Research Director at Gartner and former Ovum analyst dies suddenly
By Simon Phipps | Computerworld UK | Published 08:46, 05 November 12
I was shocked and saddened to hear of the sudden death of the distinguished industry analyst David Mitchell last Thursday.
Most recently at Managing Vice President at Gartner in the UK leading the team that provides research about the current and future shape of the business applications market, he had previously been a Fellow at Ovum Group following other senior research analysis roles at DataMonitor and Ovum.
His research analysis was built on industry experience at Oracle and Unisys as well as on his educational background in GIS – including anecdotes about riot control and a gentle geekiness that found every topic fascinating.
That breadth of insight and experience made conversations with him entertaining as well as educational, and like many others I’ve looked forward to meeting him at events around the world.

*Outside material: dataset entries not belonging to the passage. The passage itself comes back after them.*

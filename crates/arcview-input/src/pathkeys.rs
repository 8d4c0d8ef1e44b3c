//! Camera path shortcut keys
//!
//! Numbered keys (F1..F12 by default) are associated with camera keyframe
//! paths. Pressed together with the "play" modifier combo they play or
//! rewind a path; with the "add keyframe" combo they record the current
//! camera position or, on a quick double press, delete the path.

use std::time::{Duration, Instant};

use ahash::AHashMap;
use winit::keyboard::KeyCode;

use crate::combo::ComboKey;

/// Operation resolved from a path shortcut key press.
#[derive(Debug, Clone, Copy, PartialEq, Eq)]
pub enum PathOp {
    /// Start playing the path (stopping any other playing path first).
    Play(u32),
    /// Rewind the path's interpolation (double press on the play combo).
    Reset(u32),
    /// Append the current camera pose to the path.
    AddKeyFrame(u32),
    /// Delete the path (double press on the add combo).
    DeletePath(u32),
}

impl PathOp {
    /// The path index the operation targets.
    pub fn index(self) -> u32 {
        match self {
            PathOp::Play(i) | PathOp::Reset(i) | PathOp::AddKeyFrame(i) | PathOp::DeletePath(i) => i,
        }
    }
}

/// Key-to-path-index mapping with double-press disambiguation.
#[derive(Debug, Clone)]
pub struct PathShortcuts {
    index_by_key: AHashMap<KeyCode, u32>,
    play_modifiers: ComboKey,
    add_modifiers: ComboKey,
    double_press_window: Duration,
    last_press: Option<Instant>,
    previous_index: u32,
}

impl Default for PathShortcuts {
    fn default() -> Self {
        let mut shortcuts = Self {
            index_by_key: AHashMap::new(),
            play_modifiers: ComboKey::empty(),
            add_modifiers: ComboKey::ALT,
            double_press_window: Duration::from_millis(250),
            last_press: None,
            previous_index: 0,
        };

        let function_keys = [
            KeyCode::F1,
            KeyCode::F2,
            KeyCode::F3,
            KeyCode::F4,
            KeyCode::F5,
            KeyCode::F6,
            KeyCode::F7,
            KeyCode::F8,
            KeyCode::F9,
            KeyCode::F10,
            KeyCode::F11,
            KeyCode::F12,
        ];
        for (i, key) in function_keys.iter().enumerate() {
            shortcuts.set_path_key(*key, i as u32 + 1);
        }

        shortcuts
    }
}

impl PathShortcuts {
    /// Create the default mapping (F1..F12 → paths 1..12, play on the bare
    /// key, add on Alt).
    pub fn new() -> Self {
        Self::default()
    }

    /// Associate `key` with path `index`. Several keys may share an index.
    pub fn set_path_key(&mut self, key: KeyCode, index: u32) {
        self.index_by_key.insert(key, index);
    }

    /// Remove the binding of `key`, returning true if one existed.
    pub fn remove_path_key(&mut self, key: KeyCode) -> bool {
        self.index_by_key.remove(&key).is_some()
    }

    /// One key associated with `index`, if any.
    pub fn path_key(&self, index: u32) -> Option<KeyCode> {
        self.index_by_key
            .iter()
            .find(|(_, i)| **i == index)
            .map(|(key, _)| *key)
    }

    /// The path index bound to `key`, if any.
    pub fn path_index(&self, key: KeyCode) -> Option<u32> {
        self.index_by_key.get(&key).copied()
    }

    /// Modifier combo that plays (or, double-pressed, rewinds) a path.
    pub fn play_modifiers(&self) -> ComboKey {
        self.play_modifiers
    }

    /// Set the play modifier combo (modifier part only is kept).
    pub fn set_play_modifiers(&mut self, modifiers: ComboKey) {
        self.play_modifiers = modifiers.modifiers();
    }

    /// Modifier combo that records (or, double-pressed, deletes) a path.
    pub fn add_modifiers(&self) -> ComboKey {
        self.add_modifiers
    }

    /// Set the add-keyframe modifier combo (modifier part only is kept).
    pub fn set_add_modifiers(&mut self, modifiers: ComboKey) {
        self.add_modifiers = modifiers.modifiers();
    }

    /// Width of the double-press window. Default 250 ms.
    pub fn set_double_press_window(&mut self, window: Duration) {
        self.double_press_window = window;
    }

    /// Resolve a key press into a path operation.
    ///
    /// Returns `None` when `key` is not a path key or `modifiers` matches
    /// neither combo. The double-press clock restarts on every resolved
    /// press, whether or not it was a double press.
    pub fn resolve(&mut self, key: KeyCode, modifiers: ComboKey, now: Instant) -> Option<PathOp> {
        let index = self.path_index(key)?;
        let modifiers = modifiers.modifiers();

        let op = if modifiers == self.play_modifiers {
            if self.is_double_press(index, now) {
                PathOp::Reset(index)
            } else {
                PathOp::Play(index)
            }
        } else if modifiers == self.add_modifiers {
            if self.is_double_press(index, now) {
                PathOp::DeletePath(index)
            } else {
                PathOp::AddKeyFrame(index)
            }
        } else {
            return None;
        };

        self.last_press = Some(now);
        self.previous_index = index;
        Some(op)
    }

    fn is_double_press(&self, index: u32, now: Instant) -> bool {
        index == self.previous_index
            && self
                .last_press
                .is_some_and(|t| now.duration_since(t) < self.double_press_window)
    }
}

#[cfg(test)]
mod tests {
    use super::*;

    #[test]
    fn test_default_mapping() {
        let shortcuts = PathShortcuts::new();
        assert_eq!(shortcuts.path_index(KeyCode::F1), Some(1));
        assert_eq!(shortcuts.path_index(KeyCode::F12), Some(12));
        assert_eq!(shortcuts.path_index(KeyCode::KeyA), None);
        assert_eq!(shortcuts.path_key(3), Some(KeyCode::F3));
    }

    #[test]
    fn test_play_then_quick_replay_resets() {
        let mut shortcuts = PathShortcuts::new();
        let t0 = Instant::now();

        assert_eq!(
            shortcuts.resolve(KeyCode::F3, ComboKey::empty(), t0),
            Some(PathOp::Play(3))
        );
        assert_eq!(
            shortcuts.resolve(KeyCode::F3, ComboKey::empty(), t0 + Duration::from_millis(100)),
            Some(PathOp::Reset(3))
        );
    }

    #[test]
    fn test_slow_second_press_plays_again() {
        let mut shortcuts = PathShortcuts::new();
        let t0 = Instant::now();

        shortcuts.resolve(KeyCode::F3, ComboKey::empty(), t0);
        assert_eq!(
            shortcuts.resolve(KeyCode::F3, ComboKey::empty(), t0 + Duration::from_millis(500)),
            Some(PathOp::Play(3))
        );
    }

    #[test]
    fn test_add_then_quick_readd_deletes() {
        let mut shortcuts = PathShortcuts::new();
        let t0 = Instant::now();

        assert_eq!(
            shortcuts.resolve(KeyCode::F3, ComboKey::ALT, t0),
            Some(PathOp::AddKeyFrame(3))
        );
        assert_eq!(
            shortcuts.resolve(KeyCode::F3, ComboKey::ALT, t0 + Duration::from_millis(100)),
            Some(PathOp::DeletePath(3))
        );
        // The clock restarted at the delete; half a second later the press
        // is single again.
        assert_eq!(
            shortcuts.resolve(KeyCode::F3, ComboKey::ALT, t0 + Duration::from_millis(600)),
            Some(PathOp::AddKeyFrame(3))
        );
    }

    #[test]
    fn test_quick_press_on_other_index_is_not_double() {
        let mut shortcuts = PathShortcuts::new();
        let t0 = Instant::now();

        shortcuts.resolve(KeyCode::F3, ComboKey::ALT, t0);
        assert_eq!(
            shortcuts.resolve(KeyCode::F4, ComboKey::ALT, t0 + Duration::from_millis(100)),
            Some(PathOp::AddKeyFrame(4))
        );
    }

    #[test]
    fn test_unrelated_modifiers_do_not_resolve() {
        let mut shortcuts = PathShortcuts::new();
        assert_eq!(
            shortcuts.resolve(KeyCode::F3, ComboKey::CTRL | ComboKey::SHIFT, Instant::now()),
            None
        );
    }

    #[test]
    fn test_custom_combos() {
        let mut shortcuts = PathShortcuts::new();
        shortcuts.set_play_modifiers(ComboKey::SHIFT);
        shortcuts.set_add_modifiers(ComboKey::CTRL);

        assert_eq!(
            shortcuts.resolve(KeyCode::F1, ComboKey::SHIFT, Instant::now()),
            Some(PathOp::Play(1))
        );
        assert_eq!(
            shortcuts.resolve(KeyCode::F1, ComboKey::empty(), Instant::now()),
            None
        );
    }
}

Christine Adams of Gartner said: “He was a leader at Gartner from day one, not because we made him one, but because it was his nature to make an impact on everything and everyone he touched. This was how he lived. He was joyful, generous and compassionate at all times.”
It’s hard to imagine his soft Scottish burr and insightful commentary being silenced. David was one of the smartest, kindest people I have had the pleasure of meeting in the technology industry and his untimely death is a loss to us all.